***** Data in this exercise

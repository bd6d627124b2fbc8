//! # Supervisor configuration.
//!
//! [`Config`] is assembled once from the command line and never changes
//! afterwards. It names the child command, the syslog identity and the three
//! intervals that drive restart scheduling.
//!
//! # Example
//! ```
//! use procvisor::Config;
//!
//! let cfg = Config::new(vec!["/usr/local/bin/ircd".into(), "-f".into()]);
//! assert_eq!(cfg.name, "ircd");
//! assert_eq!(cfg.restart.to_string(), "1s");
//! assert_eq!(cfg.cooloff.to_string(), "15m 0s");
//! ```

use std::path::Path;
use std::time::Duration;

use crate::interval::Interval;

/// Immutable runtime configuration.
#[derive(Clone, Debug)]
pub struct Config {
    /// Syslog identity. Defaults to the basename of the command.
    pub name: String,
    /// Argument vector of the supervised command; element zero is the
    /// executable.
    pub command: Vec<String>,
    /// Detach from the terminal. When false, log records are also echoed to
    /// stderr.
    pub daemonize: bool,
    /// Initial restart delay.
    pub restart: Interval,
    /// Uptime after which the restart delay resets to `restart`.
    pub cooloff: Interval,
    /// Upper bound on the restart delay.
    pub maximum: Interval,
}

impl Config {
    /// Builds a configuration for `command` with the defaults:
    /// - `daemonize = true`
    /// - `restart = 1s`
    /// - `cooloff = 15m`
    /// - `maximum = 1h`
    /// - `name` derived from the command basename
    pub fn new(command: Vec<String>) -> Self {
        debug_assert!(!command.is_empty());
        let name = command.first().map(|c| basename(c)).unwrap_or_default();
        Self {
            name,
            command,
            daemonize: true,
            restart: Interval::from(Duration::from_secs(1)),
            cooloff: Interval::from(Duration::from_secs(15 * 60)),
            maximum: Interval::from(Duration::from_secs(60 * 60)),
        }
    }
}

fn basename(command: &str) -> String {
    Path::new(command)
        .file_name()
        .map(|name| name.to_string_lossy().into_owned())
        .unwrap_or_else(|| command.to_owned())
}
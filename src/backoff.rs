//! # Restart backoff policy.
//!
//! [`BackoffPolicy`] computes the delay before the next spawn after a child
//! exit. The delay starts at `first`, doubles after every announcement and
//! saturates at `max`. A run that stayed up for at least `cooloff` counts as
//! a recovery: the ladder starts over at `first`.
//!
//! The returned delay is the pre-doubling value, so the first restart after
//! a recovery waits `first` and the one after that waits `2 * first`.
//!
//! # Example
//! ```
//! use std::time::Duration;
//! use procvisor::BackoffPolicy;
//!
//! let mut backoff = BackoffPolicy::new(
//!     Duration::from_secs(1),      // first
//!     Duration::from_secs(15 * 60), // cooloff
//!     Duration::from_secs(3600),   // max
//! );
//!
//! // Short-lived runs climb the ladder.
//! assert_eq!(backoff.next(Duration::from_millis(500)), Duration::from_secs(1));
//! assert_eq!(backoff.next(Duration::from_millis(500)), Duration::from_secs(2));
//! assert_eq!(backoff.next(Duration::from_millis(500)), Duration::from_secs(4));
//!
//! // A long run resets it.
//! assert_eq!(backoff.next(Duration::from_secs(20 * 60)), Duration::from_secs(1));
//! ```

use std::time::Duration;

/// Exponential backoff with a recovery threshold.
#[derive(Clone, Copy, Debug)]
pub struct BackoffPolicy {
    /// Initial delay, also the post-recovery delay.
    first: Duration,
    /// Uptime at which a run counts as recovered.
    cooloff: Duration,
    /// Saturation point for the doubling.
    max: Duration,
    /// Delay the next exit will be charged.
    current: Duration,
}

impl BackoffPolicy {
    pub fn new(first: Duration, cooloff: Duration, max: Duration) -> Self {
        Self {
            first,
            cooloff,
            max,
            current: first,
        }
    }

    /// Charges one child exit and returns the delay to apply before the next
    /// spawn. `uptime` is how long the exiting run lasted.
    pub fn next(&mut self, uptime: Duration) -> Duration {
        if uptime >= self.cooloff {
            self.current = self.first;
        }
        let delay = self.current;
        self.current = self.current.saturating_mul(2).min(self.max);
        delay
    }
}
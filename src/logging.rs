//! # Log pipeline setup.
//!
//! Everything the supervisor says, including relayed child output, goes
//! through [`tracing`] into syslog under the configured identity. Levels
//! map onto syslog priorities: ERROR to err, WARN to notice, INFO to info,
//! anything finer to debug.
//!
//! In the foreground (`-d`) a second layer echoes records to stderr, the
//! way LOG_PERROR does for syslog(3). `RUST_LOG` filters both layers; the
//! default is `info`.

use std::fmt::Write as _;
use std::sync::Mutex;

use syslog::{Facility, Formatter3164, Logger, LoggerBackend};
use tracing::field::{Field, Visit};
use tracing::{Event, Level, Subscriber};
use tracing_subscriber::layer::{Context, Layer, SubscriberExt};
use tracing_subscriber::util::SubscriberInitExt;
use tracing_subscriber::EnvFilter;

use crate::error::SetupError;

/// Connects to syslogd and installs the subscriber. Call once, before the
/// runtime starts and before daemonizing, so the transport survives the
/// background fork.
pub fn init(name: &str, daemonize: bool) -> Result<(), SetupError> {
    let formatter = Formatter3164 {
        facility: Facility::LOG_DAEMON,
        hostname: None,
        process: name.to_owned(),
        pid: std::process::id(),
    };
    let logger = syslog::unix(formatter).map_err(|e| SetupError::Syslog(e.to_string()))?;

    let filter = EnvFilter::try_from_default_env().unwrap_or_else(|_| EnvFilter::new("info"));
    let registry = tracing_subscriber::registry()
        .with(filter)
        .with(SyslogLayer::new(logger));

    if daemonize {
        registry.init();
    } else {
        let echo = tracing_subscriber::fmt::layer()
            .with_writer(std::io::stderr)
            .with_target(false);
        registry.with(echo).init();
    }
    Ok(())
}

struct SyslogLayer {
    logger: Mutex<Logger<LoggerBackend, Formatter3164>>,
}

impl SyslogLayer {
    fn new(logger: Logger<LoggerBackend, Formatter3164>) -> Self {
        Self {
            logger: Mutex::new(logger),
        }
    }
}

impl<S: Subscriber> Layer<S> for SyslogLayer {
    fn on_event(&self, event: &Event<'_>, _ctx: Context<'_, S>) {
        let mut message = MessageVisitor(String::new());
        event.record(&mut message);
        if message.0.is_empty() {
            return;
        }
        let Ok(mut logger) = self.logger.lock() else {
            return;
        };
        let level = *event.metadata().level();
        let _ = if level == Level::ERROR {
            logger.err(message.0)
        } else if level == Level::WARN {
            logger.notice(message.0)
        } else if level == Level::INFO {
            logger.info(message.0)
        } else {
            logger.debug(message.0)
        };
    }
}

/// Pulls the `message` field out of an event; other fields are not part of
/// the record text.
struct MessageVisitor(String);

impl Visit for MessageVisitor {
    fn record_debug(&mut self, field: &Field, value: &dyn std::fmt::Debug) {
        if field.name() == "message" {
            let _ = write!(self.0, "{value:?}");
        }
    }

    fn record_str(&mut self, field: &Field, value: &str) {
        if field.name() == "message" {
            self.0.push_str(value);
        }
    }
}
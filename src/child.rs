//! # Child lifecycle: spawn, forward, reap.
//!
//! The child runs in its own process group (pgid == pid) so that forwarded
//! signals reach the whole service tree, with its stdout and stderr replaced
//! by duplicates of the supervisor's pipe write ends. Reaping goes through
//! `waitpid` on our SIGCHLD path rather than an async child handle, which
//! keeps exactly one reap per drained child-exited flag.

use std::io;
use std::os::fd::OwnedFd;
use std::os::unix::process::CommandExt;
use std::process::{Command, Stdio};
use std::time::{Duration, Instant};

use nix::errno::Errno;
use nix::sys::signal::{killpg, Signal};
use nix::sys::wait::{waitpid, WaitPidFlag, WaitStatus};
use nix::unistd::Pid;
use tracing::error;

/// How a reaped child went away.
#[derive(Clone, Copy, Debug, PartialEq, Eq)]
pub(crate) enum ExitKind {
    Exited(i32),
    Signaled(Signal),
}

/// The currently supervised child process.
#[derive(Debug)]
pub(crate) struct ChildProcess {
    pid: Pid,
    started_at: Instant,
}

impl ChildProcess {
    /// Forks and executes `command` with the given pipe write ends as its
    /// fds 1 and 2. The write ends are duplicated, so the supervisor's own
    /// copies stay open across restarts. Exec failure is reported here as a
    /// spawn error rather than by a short-lived child.
    pub(crate) fn spawn(
        command: &[String],
        stdout: &OwnedFd,
        stderr: &OwnedFd,
    ) -> io::Result<Self> {
        let (exe, args) = command
            .split_first()
            .ok_or_else(|| io::Error::new(io::ErrorKind::InvalidInput, "empty command"))?;
        let child = Command::new(exe)
            .args(args)
            .process_group(0)
            .stdout(Stdio::from(stdout.try_clone()?))
            .stderr(Stdio::from(stderr.try_clone()?))
            .spawn()?;
        Ok(Self {
            pid: Pid::from_raw(child.id() as i32),
            started_at: Instant::now(),
        })
    }

    pub(crate) fn pid(&self) -> Pid {
        self.pid
    }

    pub(crate) fn uptime(&self) -> Duration {
        self.started_at.elapsed()
    }

    /// Delivers `sig` to the child's process group so descendants see it
    /// too. A group that is already gone is not worth reporting.
    pub(crate) fn forward(&self, sig: Signal) {
        if let Err(e) = killpg(self.pid, sig) {
            if e != Errno::ESRCH {
                error!("killpg: {e}");
            }
        }
    }
}

/// Collects at most one terminated child. Returns `None` when nothing is
/// ready; stopped/continued reports and an empty child table are not events
/// the supervisor cares about.
pub(crate) fn reap_one() -> Result<Option<(Pid, ExitKind)>, Errno> {
    match waitpid(None, Some(WaitPidFlag::WNOHANG)) {
        Ok(WaitStatus::Exited(pid, code)) => Ok(Some((pid, ExitKind::Exited(code)))),
        Ok(WaitStatus::Signaled(pid, sig, _)) => Ok(Some((pid, ExitKind::Signaled(sig)))),
        Ok(_) => Ok(None),
        Err(Errno::ECHILD) => Ok(None),
        Err(e) => Err(e),
    }
}

#[cfg(test)]
mod tests {
    use super::*;
    use nix::fcntl::OFlag;
    use nix::unistd::pipe2;
    use std::fs::File;
    use std::io::Read;

    fn pipes() -> ((OwnedFd, OwnedFd), (OwnedFd, OwnedFd)) {
        (
            pipe2(OFlag::O_CLOEXEC).unwrap(),
            pipe2(OFlag::O_CLOEXEC).unwrap(),
        )
    }

    #[test]
    fn spawn_wires_stdout_into_the_pipe() {
        let ((out_r, out_w), (_err_r, err_w)) = pipes();
        let child =
            ChildProcess::spawn(&["echo".into(), "hello".into()], &out_w, &err_w).unwrap();

        let status = waitpid(child.pid(), None).unwrap();
        assert!(matches!(status, WaitStatus::Exited(_, 0)));

        drop(out_w);
        drop(err_w);
        let mut output = String::new();
        File::from(out_r).read_to_string(&mut output).unwrap();
        assert_eq!(output, "hello\n");
    }

    #[test]
    fn forward_reaches_the_process_group() {
        let ((_out_r, out_w), (_err_r, err_w)) = pipes();
        let child = ChildProcess::spawn(&["sleep".into(), "30".into()], &out_w, &err_w).unwrap();

        child.forward(Signal::SIGTERM);
        let status = waitpid(child.pid(), None).unwrap();
        assert!(matches!(status, WaitStatus::Signaled(_, Signal::SIGTERM, _)));
    }

    #[test]
    fn missing_executable_fails_to_spawn() {
        let ((_out_r, out_w), (_err_r, err_w)) = pipes();
        let err = ChildProcess::spawn(&["/no/such/bin".into()], &out_w, &err_w).unwrap_err();
        assert_eq!(err.kind(), io::ErrorKind::NotFound);
    }
}
//! # Intervals: operator-facing durations.
//!
//! [`Interval`] is a thin wrapper over [`Duration`] with the syntax used by
//! the command line and the human form used in log records.
//!
//! Parsing accepts a decimal number with an optional unit suffix. A bare
//! number is milliseconds; `s`, `m`, `h` and `d` scale to seconds, minutes,
//! hours and days. Anything after the unit is rejected.
//!
//! Formatting truncates from the largest non-zero unit down to seconds, or
//! prints milliseconds when the value is under one second.
//!
//! # Example
//! ```
//! use procvisor::Interval;
//!
//! let restart: Interval = "90s".parse().unwrap();
//! assert_eq!(restart.to_string(), "1m 30s");
//!
//! let short: Interval = "250".parse().unwrap();
//! assert_eq!(short.to_string(), "250ms");
//! ```

use std::fmt;
use std::str::FromStr;
use std::time::Duration;

use crate::error::IntervalError;

/// A non-negative duration with millisecond precision.
#[derive(Clone, Copy, Debug, Default, PartialEq, Eq, PartialOrd, Ord)]
pub struct Interval(Duration);

impl Interval {
    /// Returns the wrapped duration.
    pub fn duration(self) -> Duration {
        self.0
    }
}

impl From<Duration> for Interval {
    fn from(d: Duration) -> Self {
        Self(d)
    }
}

impl FromStr for Interval {
    type Err = IntervalError;

    fn from_str(s: &str) -> Result<Self, Self::Err> {
        if s.is_empty() {
            return Err(IntervalError::Empty);
        }
        let digits = s.find(|c: char| !c.is_ascii_digit()).unwrap_or(s.len());
        if digits == 0 {
            return Err(IntervalError::MissingNumber(s.to_owned()));
        }
        let n: u64 = s[..digits]
            .parse()
            .map_err(|_| IntervalError::OutOfRange(s.to_owned()))?;
        let seconds = |unit: u64| {
            n.checked_mul(unit)
                .map(Duration::from_secs)
                .ok_or_else(|| IntervalError::OutOfRange(s.to_owned()))
        };
        let duration = match &s[digits..] {
            "" => Duration::from_millis(n),
            "s" => seconds(1)?,
            "m" => seconds(60)?,
            "h" => seconds(60 * 60)?,
            "d" => seconds(24 * 60 * 60)?,
            rest => {
                let unit = rest.chars().next().unwrap_or_default();
                return Err(match unit {
                    's' | 'm' | 'h' | 'd' => IntervalError::Trailing(s.to_owned()),
                    other => IntervalError::UnknownUnit(other),
                });
            }
        };
        Ok(Self(duration))
    }
}

impl fmt::Display for Interval {
    fn fmt(&self, f: &mut fmt::Formatter<'_>) -> fmt::Result {
        let total = self.0.as_secs();
        if total == 0 {
            return write!(f, "{}ms", self.0.subsec_millis());
        }
        let d = total / (24 * 60 * 60);
        let h = total % (24 * 60 * 60) / (60 * 60);
        let m = total % (60 * 60) / 60;
        let s = total % 60;
        if d > 0 {
            write!(f, "{d}d {h}h {m}m {s}s")
        } else if h > 0 {
            write!(f, "{h}h {m}m {s}s")
        } else if m > 0 {
            write!(f, "{m}m {s}s")
        } else {
            write!(f, "{s}s")
        }
    }
}

#[cfg(test)]
mod tests {
    use super::*;

    fn parse(s: &str) -> Interval {
        s.parse().unwrap()
    }

    #[test]
    fn bare_numbers_are_milliseconds() {
        assert_eq!(parse("500").duration(), Duration::from_millis(500));
        assert_eq!(parse("0").duration(), Duration::ZERO);
    }

    #[test]
    fn unit_suffixes_scale() {
        assert_eq!(parse("2s").duration(), Duration::from_secs(2));
        assert_eq!(parse("15m").duration(), Duration::from_secs(15 * 60));
        assert_eq!(parse("1h").duration(), Duration::from_secs(3600));
        assert_eq!(parse("2d").duration(), Duration::from_secs(2 * 86_400));
    }

    #[test]
    fn bad_syntax_is_rejected() {
        assert_eq!("".parse::<Interval>(), Err(IntervalError::Empty));
        assert_eq!(
            "abc".parse::<Interval>(),
            Err(IntervalError::MissingNumber("abc".into()))
        );
        assert_eq!("10x".parse::<Interval>(), Err(IntervalError::UnknownUnit('x')));
        assert_eq!(
            "10ms".parse::<Interval>(),
            Err(IntervalError::Trailing("10ms".into()))
        );
        assert_eq!(
            "99999999999999999999".parse::<Interval>(),
            Err(IntervalError::OutOfRange("99999999999999999999".into()))
        );
    }

    #[test]
    fn sub_second_formats_as_milliseconds() {
        assert_eq!(Interval::from(Duration::from_millis(250)).to_string(), "250ms");
        assert_eq!(Interval::from(Duration::ZERO).to_string(), "0ms");
    }

    #[test]
    fn formats_truncate_from_largest_unit() {
        assert_eq!(Interval::from(Duration::from_secs(16)).to_string(), "16s");
        assert_eq!(Interval::from(Duration::from_secs(90)).to_string(), "1m 30s");
        assert_eq!(
            Interval::from(Duration::from_secs(3661)).to_string(),
            "1h 1m 1s"
        );
        assert_eq!(
            Interval::from(Duration::from_secs(90_061)).to_string(),
            "1d 1h 1m 1s"
        );
    }

    #[test]
    fn fractional_seconds_truncate() {
        assert_eq!(Interval::from(Duration::from_millis(1600)).to_string(), "1s");
    }
}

**********

Brief: Whenever the word "ends" shows up in a line of the entries, list that line.

Reply:
//! by duplicates of the supervisor's pipe write ends. Reaping goes through
    /// Forks and executes `command` with the given pipe write ends as its
    /// fds 1 and 2. The write ends are duplicated, so the supervisor's own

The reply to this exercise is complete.